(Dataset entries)
##########

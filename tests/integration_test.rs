// SPDX-License-Identifier: Apache-2.0
// Copyright 2025 itsakeyfut
//
// Licensed under the Apache License, Version 2.0 (the "License");
// you may not use this file except in compliance with the License.
// You may obtain a copy of the License at
//
//     http://www.apache.org/licenses/LICENSE-2.0
//
// Unless required by applicable law or agreed to in writing, software
// distributed under the License is distributed on an "AS IS" BASIS,
// WITHOUT WARRANTIES OR CONDITIONS OF ANY KIND, either express or implied.
// See the License for the specific language governing permissions and
// limitations under the License.

mod common;

use cachesim::core::engine::{AccessEngine, AccessEvent, WriteBack};
use cachesim::core::error::{Result, SimError};
use cachesim::core::isa::{derive_address, derive_index, immediate_for_word};
use common::assertions::*;
use common::fixtures::*;

#[test]
fn test_basic_initialization() -> Result<()> {
    let engine = AccessEngine::new();
    assert!(engine.cache().is_empty());
    assert_memory_word(&engine, 0, 5);
    assert_memory_word(&engine, 127, 132);
    for slot in 0..8 {
        assert_reg(&engine, slot, 0);
    }
    Ok(())
}

#[test]
fn test_cold_start_determinism() {
    for index in 0..8u16 {
        let mut engine = AccessEngine::new();
        let first = engine.execute(lw(0, index)).unwrap();
        let second = engine.execute(lw(1, index + 8)).unwrap();

        assert_eq!(
            first.event,
            AccessEvent::LoadMiss {
                block: 0,
                writeback: None
            }
        );
        assert_eq!(
            second.event,
            AccessEvent::LoadMiss {
                block: 1,
                writeback: None
            }
        );
        assert_block(&engine, index as usize, 0, 0, index as u32 + 5);
        assert_block(&engine, index as usize, 1, 1, index as u32 + 13);
    }
}

#[test]
fn test_hit_correctness() {
    let mut engine = AccessEngine::new();
    execute_all(&mut engine, &[lw(0, 45), lw(1, 45)]);

    // word 45 -> set 5, tag 5
    assert_eq!(derive_index(immediate_for_word(45)), 5);
    assert_block(&engine, 5, 0, 5, 50);
    assert_reg(&engine, 1, 50);
    assert_eq!(engine.stats().load_hits, 1);
}

#[test]
fn test_write_back_on_eviction() {
    let mut engine = AccessEngine::new();
    engine.registers_mut().write(6, 1234);
    execute_all(&mut engine, &[lw(0, 12), lw(1, 20), sw(6, 12), lw(2, 20)]);
    // set 4: block 0 = word 12 (dirty, LRU), block 1 = word 20 (MRU)
    assert_mru(&engine, 4, 1);

    let outcome = engine.execute(lw(3, 28)).unwrap();
    assert_eq!(
        outcome.event,
        AccessEvent::LoadMiss {
            block: 0,
            writeback: Some(WriteBack {
                address: 12,
                data: 1234
            })
        }
    );
    assert_memory_word(&engine, 12, 1234);
    assert_block(&engine, 4, 0, 3, 33);
    assert_mru(&engine, 4, 0);
}

#[test]
fn test_no_write_allocate_on_store_miss() {
    let mut engine = AccessEngine::new();
    execute_all(&mut engine, &[lw(0, 9), lw(1, 17)]);
    let before = *engine.cache().set(1);

    engine.registers_mut().write(2, 4242);
    let outcome = engine.execute(sw(2, 25)).unwrap();

    assert_eq!(outcome.event, AccessEvent::StoreMiss);
    assert_eq!(*engine.cache().set(1), before);
    assert_memory_word(&engine, derive_address(immediate_for_word(25)) as usize, 4242);
}

#[test]
fn test_opcode_rejection_stops_everything() {
    let mut engine = AccessEngine::new();
    execute_all(&mut engine, &[lw(0, 10)]);
    let cache = engine.cache().clone();

    // j 0x0000028 (opcode 000010)
    assert!(matches!(
        engine.execute(0x0800_000A),
        Err(SimError::InvalidOpcode { opcode: 0b000010, .. })
    ));
    assert!(matches!(engine.execute(lw(1, 18)), Err(SimError::Halted)));
    assert_eq!(engine.cache(), &cache);
    assert_reg(&engine, 1, 0);
}

#[test]
fn test_independent_engines() {
    let mut a = AccessEngine::new();
    let b = AccessEngine::new();
    execute_all(&mut a, &[lw(0, 10)]);
    assert!(b.cache().is_empty());
    assert_reg(&b, 0, 0);
}
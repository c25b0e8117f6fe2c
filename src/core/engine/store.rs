// SPDX-License-Identifier: Apache-2.0
// Copyright 2025 itsakeyfut
//
// Licensed under the Apache License, Version 2.0 (the "License");
// you may not use this file except in compliance with the License.
// You may obtain a copy of the License at
//
//     http://www.apache.org/licenses/LICENSE-2.0
//
// Unless required by applicable law or agreed to in writing, software
// distributed under the License is distributed on an "AS IS" BASIS,
// WITHOUT WARRANTIES OR CONDITIONS OF ANY KIND, either express or implied.
// See the License for the specific language governing permissions and
// limitations under the License.

use super::{Access, AccessEngine, AccessEvent};
use crate::core::error::Result;

impl AccessEngine {
    /// SW: Store Word
    ///
    /// Format: sw rt, immediate($zero)
    /// Operation: memory[immediate >> 2] = rt, through the cache
    ///
    /// A hit updates only the cached block. A miss is no-write-allocate:
    /// memory takes the word and the set is left exactly as it was.
    ///
    /// # Returns
    ///
    /// The stored word and how the access was served
    pub(super) fn op_sw(&mut self, access: &Access) -> Result<(u32, AccessEvent)> {
        let value = self.registers.read(access.reg);

        match self.cache.lookup(access.index, access.tag) {
            Some(block) => {
                self.cache.write_data(access.index, block, value);
                self.cache.update_recency(access.index, block);
                Ok((value, AccessEvent::StoreHit { block }))
            }
            None => {
                self.memory.write(access.address, value)?;
                Ok((value, AccessEvent::StoreMiss))
            }
        }
    }
}
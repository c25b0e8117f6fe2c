// SPDX-License-Identifier: Apache-2.0
// Copyright 2025 itsakeyfut
//
// Licensed under the Apache License, Version 2.0 (the "License");
// you may not use this file except in compliance with the License.
// You may obtain a copy of the License at
//
//     http://www.apache.org/licenses/LICENSE-2.0
//
// Unless required by applicable law or agreed to in writing, software
// distributed under the License is distributed on an "AS IS" BASIS,
// WITHOUT WARRANTIES OR CONDITIONS OF ANY KIND, either express or implied.
// See the License for the specific language governing permissions and
// limitations under the License.

//! 2-way set-associative data cache simulator
//!
//! Models a small word-addressable main memory behind a 2-way
//! set-associative cache with LRU replacement, driven by a trace of MIPS
//! `lw`/`sw` instructions.
//!
//! # Example
//!
//! ```
//! use cachesim::core::engine::AccessEngine;
//! use cachesim::core::isa::{Instruction, Opcode};
//!
//! let mut engine = AccessEngine::new();
//!
//! // lw $s0, 40($zero)
//! let outcome = engine.execute(Instruction::encode(Opcode::Lw, 16, 40)).unwrap();
//! assert_eq!(outcome.value, 15);
//! ```

pub mod core;
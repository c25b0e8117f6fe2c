// SPDX-License-Identifier: Apache-2.0
// Copyright 2025 itsakeyfut
//
// Licensed under the Apache License, Version 2.0 (the "License");
// you may not use this file except in compliance with the License.
// You may obtain a copy of the License at
//
//     http://www.apache.org/licenses/LICENSE-2.0
//
// Unless required by applicable law or agreed to in writing, software
// distributed under the License is distributed on an "AS IS" BASIS,
// WITHOUT WARRANTIES OR CONDITIONS OF ANY KIND, either express or implied.
// See the License for the specific language governing permissions and
// limitations under the License.

//! Access statistics
//!
//! Counts what the access engine did over a run: hits and misses split by
//! loads and stores, plus how many evictions wrote a block back to memory.

use crate::core::engine::AccessEvent;
use serde::Serialize;
use std::fmt;

/// Per-run access counters
#[derive(Debug, Clone, Copy, Default, PartialEq, Eq, Serialize)]
pub struct SimStats {
    /// Instructions executed to completion
    pub instructions: u64,
    /// Loads that found their word in the cache
    pub load_hits: u64,
    /// Loads that had to fetch from memory
    pub load_misses: u64,
    /// Stores that updated a cached block
    pub store_hits: u64,
    /// Stores written straight to memory
    pub store_misses: u64,
    /// Evictions that copied a valid victim back to memory
    pub writebacks: u64,
}

impl SimStats {
    /// Create zeroed counters
    pub fn new() -> Self {
        Self::default()
    }

    /// Count one completed access
    pub fn record(&mut self, event: &AccessEvent) {
        self.instructions += 1;
        match event {
            AccessEvent::LoadHit { .. } => self.load_hits += 1,
            AccessEvent::LoadMiss { writeback, .. } => {
                self.load_misses += 1;
                if writeback.is_some() {
                    self.writebacks += 1;
                }
            }
            AccessEvent::StoreHit { .. } => self.store_hits += 1,
            AccessEvent::StoreMiss => self.store_misses += 1,
        }
    }

    /// Total hits
    pub fn hits(&self) -> u64 {
        self.load_hits + self.store_hits
    }

    /// Total misses
    pub fn misses(&self) -> u64 {
        self.load_misses + self.store_misses
    }

    /// Hits as a percentage of all accesses (0.0 when nothing ran)
    pub fn hit_rate(&self) -> f64 {
        let total = self.hits() + self.misses();
        if total == 0 {
            0.0
        } else {
            self.hits() as f64 / total as f64 * 100.0
        }
    }
}

impl fmt::Display for SimStats {
    fn fmt(&self, f: &mut fmt::Formatter<'_>) -> fmt::Result {
        write!(
            f,
            "{} instructions | loads {}/{} hit | stores {}/{} hit | {} write-backs | hit rate {:.1}%",
            self.instructions,
            self.load_hits,
            self.load_hits + self.load_misses,
            self.store_hits,
            self.store_hits + self.store_misses,
            self.writebacks,
            self.hit_rate()
        )
    }
}
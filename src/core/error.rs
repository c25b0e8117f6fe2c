// SPDX-License-Identifier: Apache-2.0
// Copyright 2025 itsakeyfut
//
// Licensed under the Apache License, Version 2.0 (the "License");
// you may not use this file except in compliance with the License.
// You may obtain a copy of the License at
//
//     http://www.apache.org/licenses/LICENSE-2.0
//
// Unless required by applicable law or agreed to in writing, software
// distributed under the License is distributed on an "AS IS" BASIS,
// WITHOUT WARRANTIES OR CONDITIONS OF ANY KIND, either express or implied.
// See the License for the specific language governing permissions and
// limitations under the License.

/// Simulator error types
use thiserror::Error;

/// Result type for simulator operations
pub type Result<T> = std::result::Result<T, SimError>;

/// Main error type for the simulator
///
/// Cache invariant violations are not represented here: they indicate a
/// defect in the cache model itself and abort with a panic.
#[derive(Error, Debug)]
pub enum SimError {
    #[error("Malformed trace line {line}: {reason}")]
    MalformedTraceLine { line: usize, reason: String },

    #[error("Invalid opcode 0b{opcode:06b} in instruction 0x{instruction:08X}")]
    InvalidOpcode { opcode: u8, instruction: u32 },

    #[error("Invalid register ${rt} (only $16-$23 / $s0-$s7 are modeled)")]
    InvalidRegister { rt: u8 },

    #[error("Word address {address} out of range (memory holds {size} words)")]
    AddressOutOfRange { address: u16, size: usize },

    #[error("Invalid memory access at word {address}")]
    InvalidMemoryAccess { address: usize },

    #[error("Simulation halted; reset required before executing further instructions")]
    Halted,

    #[error("I/O error: {0}")]
    Io(#[from] std::io::Error),

    #[error("Configuration error: {0}")]
    Config(String),

    #[error("TOML parse error: {0}")]
    Toml(#[from] toml::de::Error),

    #[error("JSON error: {0}")]
    Json(#[from] serde_json::Error),
}

impl SimError {
    /// Whether this error stops the engine from accepting further instructions
    ///
    /// Decode-time rejections (bad opcode, register, or address) halt the
    /// modeled machine. Trace and I/O errors are driver-level concerns.
    pub fn is_fatal_to_engine(&self) -> bool {
        matches!(
            self,
            SimError::InvalidOpcode { .. }
                | SimError::InvalidRegister { .. }
                | SimError::AddressOutOfRange { .. }
        )
    }
}
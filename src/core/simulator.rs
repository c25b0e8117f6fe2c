// SPDX-License-Identifier: Apache-2.0
// Copyright 2025 itsakeyfut
//
// Licensed under the Apache License, Version 2.0 (the "License");
// you may not use this file except in compliance with the License.
// You may obtain a copy of the License at
//
//     http://www.apache.org/licenses/LICENSE-2.0
//
// Unless required by applicable law or agreed to in writing, software
// distributed under the License is distributed on an "AS IS" BASIS,
// WITHOUT WARRANTIES OR CONDITIONS OF ANY KIND, either express or implied.
// See the License for the specific language governing permissions and
// limitations under the License.

//! Trace-driven simulation loop
//!
//! Feeds a trace through an [`AccessEngine`] one instruction at a time.
//! Every instruction finishes, write-back included, before the next line is
//! read. A run ends at end of trace, at the configured instruction limit, or
//! at the first fatal error.
//!
//! # Example
//!
//! ```
//! use cachesim::core::config::SimConfig;
//! use cachesim::core::simulator::Simulator;
//!
//! let trace = "10001100000100000000000000101000\n";
//! let mut sim = Simulator::new(SimConfig::default());
//! let summary = sim.run(trace.as_bytes(), &mut std::io::sink()).unwrap();
//!
//! assert_eq!(summary.executed, 1);
//! assert_eq!(sim.engine().registers().read(0), 15);
//! ```

use crate::core::config::SimConfig;
use crate::core::engine::{AccessEngine, AccessOutcome};
use crate::core::error::{Result, SimError};
use crate::core::report::Reporter;
use crate::core::trace::{MalformedLinePolicy, TraceReader};
use std::fs::File;
use std::io::{BufRead, BufReader, Write};
use std::path::Path;

/// Progress of a run
#[derive(Debug, Clone, Copy, Default, PartialEq, Eq)]
pub struct RunSummary {
    /// Instructions executed
    pub executed: usize,
    /// Malformed lines skipped
    pub skipped: usize,
    /// Run stopped at the instruction limit with trace left over
    pub truncated: bool,
}

/// Drives an engine from a trace
#[derive(Debug)]
pub struct Simulator {
    engine: AccessEngine,
    config: SimConfig,
    summary: RunSummary,
}

impl Simulator {
    /// Create a simulator with a fresh engine
    pub fn new(config: SimConfig) -> Self {
        Self {
            engine: AccessEngine::new(),
            config,
            summary: RunSummary::default(),
        }
    }

    /// Replay the configured trace file
    pub fn run_file<W: Write>(&mut self, out: &mut W) -> Result<RunSummary> {
        let path = self.config.trace.clone();
        self.run_path(&path, out)
    }

    /// Replay a trace file
    pub fn run_path<W: Write>(&mut self, path: &Path, out: &mut W) -> Result<RunSummary> {
        let file = File::open(path).map_err(|e| {
            log::error!("Unable to open trace {}: {}", path.display(), e);
            SimError::Io(e)
        })?;
        log::info!("Replaying trace {}", path.display());
        self.run(BufReader::new(file), out)
    }

    /// Replay a trace from any buffered reader
    ///
    /// Each call is a fresh run: the summary and the instruction limit
    /// start from zero, while engine state carries over until
    /// [`Simulator::reset`]. Per-step dumps, when enabled, are written to
    /// `out`.
    ///
    /// # Errors
    ///
    /// The first fatal error: an engine rejection, an I/O failure, or a
    /// malformed line under [`MalformedLinePolicy::Abort`]. Progress made
    /// before the error stays visible through [`Simulator::summary`] and
    /// [`Simulator::engine`].
    pub fn run<R: BufRead, W: Write>(&mut self, reader: R, out: &mut W) -> Result<RunSummary> {
        let reporter = Reporter::new(self.config.report.format, self.config.report.sections);
        self.summary = RunSummary::default();

        for entry in TraceReader::new(reader) {
            if self.limit_reached() {
                self.summary.truncated = true;
                log::info!(
                    "Instruction limit {} reached; rest of trace ignored",
                    self.summary.executed
                );
                break;
            }

            let entry = match entry {
                Ok(entry) => entry,
                Err(e @ SimError::MalformedTraceLine { .. })
                    if self.config.on_malformed == MalformedLinePolicy::Skip =>
                {
                    log::warn!("Skipping: {}", e);
                    self.summary.skipped += 1;
                    continue;
                }
                Err(e) => return Err(e),
            };

            let outcome = self.engine.execute(entry.word).map_err(|e| {
                log::error!("Line {}: {}", entry.line, e);
                e
            })?;
            self.summary.executed += 1;

            if self.config.report.every_step {
                writeln!(out, "{}", step_header(entry.line, &outcome))?;
                write!(out, "{}", reporter.render(&self.engine)?)?;
            }
        }

        log::info!(
            "Executed {} instructions ({} skipped): {}",
            self.summary.executed,
            self.summary.skipped,
            self.engine.stats()
        );
        Ok(self.summary)
    }

    fn limit_reached(&self) -> bool {
        self.config
            .max_instructions
            .is_some_and(|max| self.summary.executed >= max)
    }

    /// Render the end-of-run report
    pub fn report(&self) -> Result<String> {
        Reporter::new(self.config.report.format, self.config.report.sections).render(&self.engine)
    }

    /// Return engine and progress to the initial state
    pub fn reset(&mut self) {
        self.engine.reset();
        self.summary = RunSummary::default();
    }

    /// Simulated state
    pub fn engine(&self) -> &AccessEngine {
        &self.engine
    }

    /// Progress so far
    pub fn summary(&self) -> RunSummary {
        self.summary
    }
}

fn step_header(line: usize, outcome: &AccessOutcome) -> String {
    format!(
        "=== line {}: {} (set {}, tag {:04b}, word {}) {:?}",
        line, outcome.instruction, outcome.index, outcome.tag, outcome.address, outcome.event
    )
}
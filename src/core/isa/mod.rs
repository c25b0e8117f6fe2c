// SPDX-License-Identifier: Apache-2.0
// Copyright 2025 itsakeyfut
//
// Licensed under the Apache License, Version 2.0 (the "License");
// you may not use this file except in compliance with the License.
// You may obtain a copy of the License at
//
//     http://www.apache.org/licenses/LICENSE-2.0
//
// Unless required by applicable law or agreed to in writing, software
// distributed under the License is distributed on an "AS IS" BASIS,
// WITHOUT WARRANTIES OR CONDITIONS OF ANY KIND, either express or implied.
// See the License for the specific language governing permissions and
// limitations under the License.

//! Load/store instruction set
//!
//! Decodes the two MIPS memory instructions the cache model understands and
//! derives cache coordinates from their immediates.
//!
//! | Mnemonic | Opcode   | Operation                    |
//! |----------|----------|------------------------------|
//! | `lw`     | `100011` | `rt = memory[immediate >> 2]`|
//! | `sw`     | `101011` | `memory[immediate >> 2] = rt`|

mod address;
mod decode;

pub use address::{
    derive_address, derive_index, derive_tag, immediate_for_word, reconstruct_address,
    INDEX_BITS, OFFSET_BITS, TAG_BITS,
};
pub use decode::{decode, decode_i_type, extract_bits};

use crate::core::error::{Result, SimError};
use serde::Serialize;
use std::fmt;

/// Memory operation named by an opcode
#[derive(Debug, Clone, Copy, PartialEq, Eq, Serialize)]
pub enum Opcode {
    /// Load word
    Lw,
    /// Store word
    Sw,
}

impl Opcode {
    /// `lw` opcode pattern
    pub const LW_BITS: u8 = 0b100011;
    /// `sw` opcode pattern
    pub const SW_BITS: u8 = 0b101011;

    /// Canonical 6-bit encoding
    pub const fn bits(self) -> u8 {
        match self {
            Opcode::Lw => Self::LW_BITS,
            Opcode::Sw => Self::SW_BITS,
        }
    }

    /// Assembly mnemonic
    pub const fn mnemonic(self) -> &'static str {
        match self {
            Opcode::Lw => "lw",
            Opcode::Sw => "sw",
        }
    }
}

impl TryFrom<u8> for Opcode {
    /// The rejected opcode bits
    type Error = u8;

    fn try_from(bits: u8) -> std::result::Result<Self, u8> {
        match bits {
            Self::LW_BITS => Ok(Opcode::Lw),
            Self::SW_BITS => Ok(Opcode::Sw),
            other => Err(other),
        }
    }
}

/// A decoded instruction word
///
/// Fields are raw bit values; nothing is validated until the engine
/// dispatches on it.
#[derive(Debug, Clone, Copy, PartialEq, Eq, Serialize)]
pub struct Instruction {
    /// Original 32-bit encoding
    pub raw: u32,
    /// Opcode field (bits [31:26])
    pub opcode: u8,
    /// Target register field (bits [20:16])
    pub rt: u8,
    /// Immediate field (bits [15:0])
    pub immediate: u16,
}

impl Instruction {
    /// Encode an instruction from its parts
    ///
    /// # Example
    ///
    /// ```
    /// use cachesim::core::isa::{decode, Instruction, Opcode};
    ///
    /// let word = Instruction::encode(Opcode::Sw, 17, 40);
    /// assert_eq!(word, 0xAC11_0028);
    /// assert_eq!(decode(word).rt, 17);
    /// ```
    pub const fn encode(op: Opcode, rt: u8, immediate: u16) -> u32 {
        ((op.bits() as u32) << 26) | (((rt & 0x1F) as u32) << 16) | immediate as u32
    }

    /// Operation this instruction requests
    ///
    /// # Errors
    ///
    /// `InvalidOpcode` for any opcode other than `lw`/`sw`.
    pub fn op(&self) -> Result<Opcode> {
        Opcode::try_from(self.opcode).map_err(|opcode| SimError::InvalidOpcode {
            opcode,
            instruction: self.raw,
        })
    }

    /// Set index derived from the immediate
    #[inline(always)]
    pub fn index(&self) -> usize {
        derive_index(self.immediate)
    }

    /// Tag derived from the immediate
    #[inline(always)]
    pub fn tag(&self) -> u8 {
        derive_tag(self.immediate)
    }

    /// Word address derived from the immediate
    #[inline(always)]
    pub fn address(&self) -> u16 {
        derive_address(self.immediate)
    }
}

impl fmt::Display for Instruction {
    fn fmt(&self, f: &mut fmt::Formatter<'_>) -> fmt::Result {
        match Opcode::try_from(self.opcode) {
            Ok(op) => write!(f, "{} ${}, {}($zero)", op.mnemonic(), self.rt, self.immediate),
            Err(bits) => write!(f, "??? op=0b{:06b} (0x{:08X})", bits, self.raw),
        }
    }
}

##########

● **Aim of the exercise**:
The answer needed is a single number: how many lines in the records above hold the string "left". Please write nothing else.

● **Result of the task**:
2